### [Work to be completed]
Return every line of the entries that includes the word "prefix".

### [Stored data]
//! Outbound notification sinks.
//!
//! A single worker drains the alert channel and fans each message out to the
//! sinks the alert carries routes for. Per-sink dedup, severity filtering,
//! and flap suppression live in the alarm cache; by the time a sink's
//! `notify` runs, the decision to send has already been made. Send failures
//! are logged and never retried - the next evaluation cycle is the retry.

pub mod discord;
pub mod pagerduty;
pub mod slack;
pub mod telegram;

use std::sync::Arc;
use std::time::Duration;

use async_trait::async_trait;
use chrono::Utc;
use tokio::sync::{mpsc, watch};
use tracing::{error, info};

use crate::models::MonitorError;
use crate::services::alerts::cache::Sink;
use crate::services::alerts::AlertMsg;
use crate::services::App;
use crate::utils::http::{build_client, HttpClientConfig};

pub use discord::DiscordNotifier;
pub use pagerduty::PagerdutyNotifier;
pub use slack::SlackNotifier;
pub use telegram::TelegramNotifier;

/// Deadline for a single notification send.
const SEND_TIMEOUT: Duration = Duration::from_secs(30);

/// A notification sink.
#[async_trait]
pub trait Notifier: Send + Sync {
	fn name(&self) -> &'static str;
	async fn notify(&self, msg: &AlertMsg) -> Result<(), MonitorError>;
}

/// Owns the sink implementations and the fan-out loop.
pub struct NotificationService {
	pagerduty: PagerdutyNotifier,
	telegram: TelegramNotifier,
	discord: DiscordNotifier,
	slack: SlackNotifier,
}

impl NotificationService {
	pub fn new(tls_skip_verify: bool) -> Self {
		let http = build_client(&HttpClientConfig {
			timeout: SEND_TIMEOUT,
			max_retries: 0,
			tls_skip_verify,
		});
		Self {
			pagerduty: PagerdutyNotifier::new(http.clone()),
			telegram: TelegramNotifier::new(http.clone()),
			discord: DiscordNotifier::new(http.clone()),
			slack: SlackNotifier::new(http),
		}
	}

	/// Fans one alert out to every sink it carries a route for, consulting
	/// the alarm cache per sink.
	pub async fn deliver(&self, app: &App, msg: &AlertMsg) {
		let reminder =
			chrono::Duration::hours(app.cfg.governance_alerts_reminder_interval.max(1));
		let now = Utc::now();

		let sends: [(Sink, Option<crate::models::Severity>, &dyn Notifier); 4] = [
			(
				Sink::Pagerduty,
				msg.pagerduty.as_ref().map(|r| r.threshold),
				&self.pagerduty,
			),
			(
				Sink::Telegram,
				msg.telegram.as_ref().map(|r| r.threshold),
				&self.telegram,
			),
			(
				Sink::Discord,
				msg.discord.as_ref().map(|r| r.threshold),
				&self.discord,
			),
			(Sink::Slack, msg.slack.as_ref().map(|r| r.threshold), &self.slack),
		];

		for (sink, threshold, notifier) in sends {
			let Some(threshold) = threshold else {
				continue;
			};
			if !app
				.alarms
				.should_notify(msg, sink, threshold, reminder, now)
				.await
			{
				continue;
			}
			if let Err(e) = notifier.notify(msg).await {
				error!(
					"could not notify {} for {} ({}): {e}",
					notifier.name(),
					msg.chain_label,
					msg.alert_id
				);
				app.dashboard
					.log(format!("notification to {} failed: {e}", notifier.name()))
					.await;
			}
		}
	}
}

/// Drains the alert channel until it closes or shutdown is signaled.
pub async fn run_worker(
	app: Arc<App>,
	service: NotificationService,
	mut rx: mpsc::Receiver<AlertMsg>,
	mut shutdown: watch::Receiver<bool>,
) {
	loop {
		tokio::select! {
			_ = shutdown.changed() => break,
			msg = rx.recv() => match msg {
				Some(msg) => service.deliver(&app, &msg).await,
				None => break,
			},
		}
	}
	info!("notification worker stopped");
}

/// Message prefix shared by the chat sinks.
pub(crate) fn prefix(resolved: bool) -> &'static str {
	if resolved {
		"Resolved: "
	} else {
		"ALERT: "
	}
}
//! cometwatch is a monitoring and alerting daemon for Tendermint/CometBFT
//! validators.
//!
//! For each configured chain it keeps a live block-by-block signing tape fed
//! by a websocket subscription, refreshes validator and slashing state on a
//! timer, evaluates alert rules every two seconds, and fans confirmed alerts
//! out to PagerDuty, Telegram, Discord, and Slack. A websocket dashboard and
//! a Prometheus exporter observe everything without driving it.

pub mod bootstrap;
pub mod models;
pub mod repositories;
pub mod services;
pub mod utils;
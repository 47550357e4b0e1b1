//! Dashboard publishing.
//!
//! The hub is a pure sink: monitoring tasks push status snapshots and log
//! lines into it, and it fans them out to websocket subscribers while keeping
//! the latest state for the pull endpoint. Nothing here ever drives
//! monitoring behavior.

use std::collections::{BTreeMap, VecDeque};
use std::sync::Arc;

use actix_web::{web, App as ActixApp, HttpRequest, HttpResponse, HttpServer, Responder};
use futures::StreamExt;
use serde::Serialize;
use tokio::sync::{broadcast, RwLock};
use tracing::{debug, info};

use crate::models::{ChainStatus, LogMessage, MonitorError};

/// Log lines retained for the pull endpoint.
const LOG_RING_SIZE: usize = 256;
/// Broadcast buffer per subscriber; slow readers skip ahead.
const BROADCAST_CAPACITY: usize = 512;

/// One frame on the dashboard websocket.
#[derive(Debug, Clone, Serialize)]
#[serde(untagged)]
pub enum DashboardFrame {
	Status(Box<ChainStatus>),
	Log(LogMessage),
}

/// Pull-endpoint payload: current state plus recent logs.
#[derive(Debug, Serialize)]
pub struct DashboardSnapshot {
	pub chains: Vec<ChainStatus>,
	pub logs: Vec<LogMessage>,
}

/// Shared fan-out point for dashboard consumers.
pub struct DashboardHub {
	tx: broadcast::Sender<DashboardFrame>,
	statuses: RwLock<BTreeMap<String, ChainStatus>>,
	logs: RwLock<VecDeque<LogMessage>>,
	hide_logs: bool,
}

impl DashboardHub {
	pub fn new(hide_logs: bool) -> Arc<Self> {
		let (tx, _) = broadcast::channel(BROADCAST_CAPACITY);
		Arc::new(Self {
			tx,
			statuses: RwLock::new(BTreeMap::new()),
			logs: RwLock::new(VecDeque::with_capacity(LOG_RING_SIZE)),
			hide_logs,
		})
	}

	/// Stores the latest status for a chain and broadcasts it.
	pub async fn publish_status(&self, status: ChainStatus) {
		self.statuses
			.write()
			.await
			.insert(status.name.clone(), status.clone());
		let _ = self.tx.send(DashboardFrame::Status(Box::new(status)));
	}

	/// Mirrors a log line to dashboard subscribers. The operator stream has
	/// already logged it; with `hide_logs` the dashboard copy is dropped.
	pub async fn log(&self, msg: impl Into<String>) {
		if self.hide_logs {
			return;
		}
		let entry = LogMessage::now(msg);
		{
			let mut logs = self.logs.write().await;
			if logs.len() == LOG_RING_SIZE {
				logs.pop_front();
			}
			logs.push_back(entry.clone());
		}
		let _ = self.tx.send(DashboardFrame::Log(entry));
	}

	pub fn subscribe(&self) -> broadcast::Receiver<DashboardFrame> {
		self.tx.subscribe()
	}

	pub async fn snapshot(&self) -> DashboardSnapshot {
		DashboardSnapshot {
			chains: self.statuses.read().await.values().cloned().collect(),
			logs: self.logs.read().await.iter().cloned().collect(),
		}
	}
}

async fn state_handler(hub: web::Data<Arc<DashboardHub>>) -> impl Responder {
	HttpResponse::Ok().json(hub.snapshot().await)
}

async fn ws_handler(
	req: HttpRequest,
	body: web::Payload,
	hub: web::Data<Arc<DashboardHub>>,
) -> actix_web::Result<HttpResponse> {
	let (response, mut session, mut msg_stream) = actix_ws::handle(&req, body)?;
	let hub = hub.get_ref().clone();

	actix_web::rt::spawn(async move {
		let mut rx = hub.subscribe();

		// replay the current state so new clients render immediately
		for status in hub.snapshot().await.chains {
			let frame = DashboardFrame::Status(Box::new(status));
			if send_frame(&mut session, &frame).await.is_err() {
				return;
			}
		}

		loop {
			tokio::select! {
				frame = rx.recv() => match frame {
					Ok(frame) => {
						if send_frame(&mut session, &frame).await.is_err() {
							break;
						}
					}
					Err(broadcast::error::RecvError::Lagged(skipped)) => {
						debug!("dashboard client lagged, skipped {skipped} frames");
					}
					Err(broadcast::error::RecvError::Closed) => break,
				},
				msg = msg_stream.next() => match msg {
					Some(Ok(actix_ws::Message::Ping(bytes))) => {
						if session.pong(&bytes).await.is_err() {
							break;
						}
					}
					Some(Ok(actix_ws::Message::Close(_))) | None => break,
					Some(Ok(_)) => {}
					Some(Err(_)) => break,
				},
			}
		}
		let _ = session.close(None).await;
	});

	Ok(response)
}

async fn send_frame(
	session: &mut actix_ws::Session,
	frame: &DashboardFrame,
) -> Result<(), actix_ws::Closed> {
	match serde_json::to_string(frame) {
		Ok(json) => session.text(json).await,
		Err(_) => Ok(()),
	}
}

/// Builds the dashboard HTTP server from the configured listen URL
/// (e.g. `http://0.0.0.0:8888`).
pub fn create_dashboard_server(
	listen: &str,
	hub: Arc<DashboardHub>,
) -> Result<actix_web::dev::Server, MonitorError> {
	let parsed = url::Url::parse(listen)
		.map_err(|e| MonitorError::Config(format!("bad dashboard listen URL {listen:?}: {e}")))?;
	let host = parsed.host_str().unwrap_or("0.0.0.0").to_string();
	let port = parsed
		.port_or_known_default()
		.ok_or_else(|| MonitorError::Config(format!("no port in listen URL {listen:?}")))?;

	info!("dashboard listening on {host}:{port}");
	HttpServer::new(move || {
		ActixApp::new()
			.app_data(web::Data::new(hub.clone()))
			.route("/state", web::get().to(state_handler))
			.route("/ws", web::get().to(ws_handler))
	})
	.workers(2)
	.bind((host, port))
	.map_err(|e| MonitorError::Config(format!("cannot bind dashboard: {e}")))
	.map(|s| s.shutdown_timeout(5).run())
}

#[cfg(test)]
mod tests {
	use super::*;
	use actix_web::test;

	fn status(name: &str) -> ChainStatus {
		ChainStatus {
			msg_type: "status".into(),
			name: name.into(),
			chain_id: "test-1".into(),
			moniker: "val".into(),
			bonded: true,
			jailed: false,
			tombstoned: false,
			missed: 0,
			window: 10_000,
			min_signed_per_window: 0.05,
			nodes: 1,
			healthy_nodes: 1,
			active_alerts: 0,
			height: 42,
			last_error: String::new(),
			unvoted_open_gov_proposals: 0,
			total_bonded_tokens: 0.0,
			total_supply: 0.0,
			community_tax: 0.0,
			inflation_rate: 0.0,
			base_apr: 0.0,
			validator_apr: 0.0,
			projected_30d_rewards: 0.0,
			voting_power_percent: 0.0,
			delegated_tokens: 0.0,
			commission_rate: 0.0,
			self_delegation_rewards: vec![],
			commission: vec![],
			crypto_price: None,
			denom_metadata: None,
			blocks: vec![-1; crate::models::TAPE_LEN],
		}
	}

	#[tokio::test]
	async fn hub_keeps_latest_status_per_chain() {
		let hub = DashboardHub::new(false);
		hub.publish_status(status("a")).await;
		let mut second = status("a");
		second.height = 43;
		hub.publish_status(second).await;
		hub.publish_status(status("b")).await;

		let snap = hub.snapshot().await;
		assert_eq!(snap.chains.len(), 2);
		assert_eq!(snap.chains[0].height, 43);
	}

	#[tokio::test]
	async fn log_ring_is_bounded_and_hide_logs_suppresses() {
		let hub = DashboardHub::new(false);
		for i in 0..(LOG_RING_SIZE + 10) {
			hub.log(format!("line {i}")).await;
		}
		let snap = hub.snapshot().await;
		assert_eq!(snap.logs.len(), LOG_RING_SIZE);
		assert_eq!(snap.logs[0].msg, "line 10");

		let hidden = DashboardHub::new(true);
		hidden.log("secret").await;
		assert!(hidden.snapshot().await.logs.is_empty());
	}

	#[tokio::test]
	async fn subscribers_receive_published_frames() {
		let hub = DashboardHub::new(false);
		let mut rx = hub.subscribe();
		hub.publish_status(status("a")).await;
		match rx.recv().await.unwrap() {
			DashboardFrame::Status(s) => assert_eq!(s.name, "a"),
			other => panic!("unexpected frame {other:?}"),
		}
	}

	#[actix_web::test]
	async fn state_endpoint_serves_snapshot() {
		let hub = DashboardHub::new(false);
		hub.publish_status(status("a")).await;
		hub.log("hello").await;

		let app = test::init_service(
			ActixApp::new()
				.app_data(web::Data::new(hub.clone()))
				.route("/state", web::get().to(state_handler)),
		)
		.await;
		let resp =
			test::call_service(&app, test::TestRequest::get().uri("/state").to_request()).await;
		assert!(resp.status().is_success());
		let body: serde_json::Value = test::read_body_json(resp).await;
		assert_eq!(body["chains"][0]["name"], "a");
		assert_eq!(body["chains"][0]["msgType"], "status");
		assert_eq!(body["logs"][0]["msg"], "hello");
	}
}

### [Answer to this exercise]
/// Message prefix shared by the chat sinks.
pub(crate) fn prefix(resolved: bool) -> &'static str {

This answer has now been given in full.